◆ ACTION ITEM
Each line from the one containing "subscribers.retain(|(sub_id, _)| *sub_id" through the end of the records below must be repeated exactly, and no other line.

- Opening Delimiter -

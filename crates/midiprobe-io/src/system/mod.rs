//! Probe: the shared context that input streams publish into.
//!
//! ## Quick Start
//!
//! ```
//! use midiprobe_io::Probe;
//!
//! let probe = Probe::builder().history(256).build()?;
//! let mut stream = probe.open_stream("Keyboard")?;
//!
//! // Transport callback: hand over bytes as they arrive.
//! stream.feed_slice(&[0x90, 60, 100], None)?;
//!
//! let event = probe.events().try_recv().unwrap();
//! assert_eq!(event.source.as_ref(), "Keyboard");
//! assert!(event.message().is_some());
//! # Ok::<(), midiprobe_io::Error>(())
//! ```

mod builder;

pub use builder::{ProbeBuilder, DEFAULT_QUEUE_CAPACITY};

use arc_swap::ArcSwap;
use crossbeam_channel::{Receiver, Sender, TrySendError};
use dashmap::DashMap;
use parking_lot::RwLock;
use std::sync::atomic::{AtomicU64, Ordering};
use std::sync::Arc;
use std::time::Duration;
use tracing::debug;

use midiprobe_core::{Clock, Config};

use crate::error::{Error, Result};
use crate::event::{ProbeEvent, StreamId};
use crate::history::History;
use crate::stream::InputStream;

pub type SubscriptionId = u64;

type Subscriber = Arc<dyn Fn(&ProbeEvent) + Send + Sync>;

/// Per-stream counters, shared between the stream handle and the registry.
#[derive(Debug, Default)]
pub(crate) struct StreamCounters {
    pub(crate) messages: AtomicU64,
    pub(crate) errors: AtomicU64,
}

struct StreamEntry {
    name: Arc<str>,
    opened_at: Duration,
    counters: Arc<StreamCounters>,
}

#[derive(Debug, Clone, PartialEq, Eq)]
pub struct StreamInfo {
    pub id: StreamId,
    pub name: String,
    pub opened_at: Duration,
    pub messages: u64,
    pub errors: u64,
}

/// Stream probe context. Clone is cheap (Arc internally).
#[derive(Clone)]
pub struct Probe {
    pub(crate) inner: Arc<ProbeInner>,
}

pub(crate) struct ProbeInner {
    pub(crate) config: ArcSwap<Config>,
    pub(crate) clock: Arc<dyn Clock>,
    streams: DashMap<StreamId, StreamEntry>,
    next_stream_id: AtomicU64,
    sender: Sender<ProbeEvent>,
    receiver: Receiver<ProbeEvent>,
    subscribers: RwLock<Vec<(SubscriptionId, Subscriber)>>,
    next_subscription_id: AtomicU64,
    history: Option<History>,
    dropped_events: AtomicU64,
}

pub(crate) fn validate_config(config: &Config) -> Result<()> {
    if config.sysex_max_payload_bytes == 0 {
        return Err(Error::InvalidConfig(
            "sysex_max_payload_bytes must be at least 1".to_string(),
        ));
    }
    Ok(())
}

impl ProbeInner {
    /// Hand an event to every sink: history, subscribers, then the queue.
    pub(crate) fn publish(&self, event: ProbeEvent) {
        if let Some(history) = &self.history {
            history.push(event.clone());
        }
        // Callbacks run without the lock held so they may subscribe or unsubscribe.
        let subscribers: Vec<Subscriber> = self
            .subscribers
            .read()
            .iter()
            .map(|(_, subscriber)| Arc::clone(subscriber))
            .collect();
        for subscriber in &subscribers {
            subscriber(&event);
        }
        match self.sender.try_send(event) {
            Ok(()) => {}
            Err(TrySendError::Full(event)) => {
                self.dropped_events.fetch_add(1, Ordering::Relaxed);
                debug!("Event queue full, dropped event from stream {}", event.stream);
            }
            // The probe owns a receiver, so the channel cannot disconnect.
            Err(TrySendError::Disconnected(_)) => {}
        }
    }

    pub(crate) fn unregister(&self, id: StreamId) {
        if let Some((_, entry)) = self.streams.remove(&id) {
            debug!("Closed MIDI input stream {}: {}", id, entry.name);
        }
    }
}

impl Probe {
    pub fn builder() -> ProbeBuilder {
        ProbeBuilder::default()
    }

    pub fn new() -> Result<Self> {
        Self::builder().build()
    }

    // ==================== Configuration ====================

    pub fn config(&self) -> Config {
        **self.inner.config.load()
    }

    /// Replace the configuration. Streams pick it up on their next byte.
    pub fn update_config(&self, config: Config) -> Result<()> {
        validate_config(&config)?;
        self.inner.config.store(Arc::new(config));
        debug!("Updated probe configuration: {:?}", config);
        Ok(())
    }

    /// Time on the probe's clock.
    pub fn now(&self) -> Duration {
        self.inner.clock.now()
    }

    // ==================== Streams ====================

    /// Open a new input stream. The returned handle owns the stream's
    /// decoder state; feed it from one place only.
    pub fn open_stream(&self, name: impl Into<String>) -> Result<InputStream> {
        let name: Arc<str> = Arc::from(name.into());
        let id = StreamId(self.inner.next_stream_id.fetch_add(1, Ordering::Relaxed));
        let counters = Arc::new(StreamCounters::default());
        self.inner.streams.insert(
            id,
            StreamEntry {
                name: Arc::clone(&name),
                opened_at: self.now(),
                counters: Arc::clone(&counters),
            },
        );
        debug!("Created MIDI input stream {}: {}", id, name);
        Ok(InputStream::new(
            id,
            name,
            Arc::clone(&self.inner),
            counters,
        ))
    }

    /// Open streams, ordered by id.
    pub fn streams(&self) -> Vec<StreamInfo> {
        let mut streams: Vec<StreamInfo> = self
            .inner
            .streams
            .iter()
            .map(|entry| StreamInfo {
                id: *entry.key(),
                name: entry.value().name.to_string(),
                opened_at: entry.value().opened_at,
                messages: entry.value().counters.messages.load(Ordering::Relaxed),
                errors: entry.value().counters.errors.load(Ordering::Relaxed),
            })
            .collect();
        streams.sort_by_key(|info| info.id);
        streams
    }

    pub fn stream_info(&self, id: StreamId) -> Option<StreamInfo> {
        self.inner.streams.get(&id).map(|entry| StreamInfo {
            id,
            name: entry.name.to_string(),
            opened_at: entry.opened_at,
            messages: entry.counters.messages.load(Ordering::Relaxed),
            errors: entry.counters.errors.load(Ordering::Relaxed),
        })
    }

    // ==================== Event Delivery ====================

    /// Merged queue of every stream's events.
    pub fn events(&self) -> Receiver<ProbeEvent> {
        self.inner.receiver.clone()
    }

    /// Everything currently queued.
    pub fn drain_events(&self) -> Vec<ProbeEvent> {
        self.inner.receiver.try_iter().collect()
    }

    /// Call `callback` for every event, on the feeding thread.
    pub fn subscribe<F>(&self, callback: F) -> SubscriptionId
    where
        F: Fn(&ProbeEvent) + Send + Sync + 'static,
    {
        let id = self
            .inner
            .next_subscription_id
            .fetch_add(1, Ordering::Relaxed);
        self.inner.subscribers.write().push((id, Arc::new(callback)));
        id
    }

    pub fn unsubscribe(&self, id: SubscriptionId) -> bool {
        let mut subscribers = self.inner.subscribers.write();
        let before = subscribers.len();
        subscribers.retain(|(sub_id, _)| *sub_id != id);
        subscribers.len() != before
    }

    pub fn history(&self) -> Option<&History> {
        self.inner.history.as_ref()
    }

    /// Events dropped because the queue was full.
    pub fn dropped_events(&self) -> u64 {
        self.inner.dropped_events.load(Ordering::Relaxed)
    }
}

- Closing Delimiter -

◆ FINISHED EXERCISE
        subscribers.retain(|(sub_id, _)| *sub_id != id);
        subscribers.len() != before
    }

    pub fn history(&self) -> Option<&History> {
        self.inner.history.as_ref()
    }

    /// Events dropped because the queue was full.
    pub fn dropped_events(&self) -> u64 {
        self.inner.dropped_events.load(Ordering::Relaxed)
    }
}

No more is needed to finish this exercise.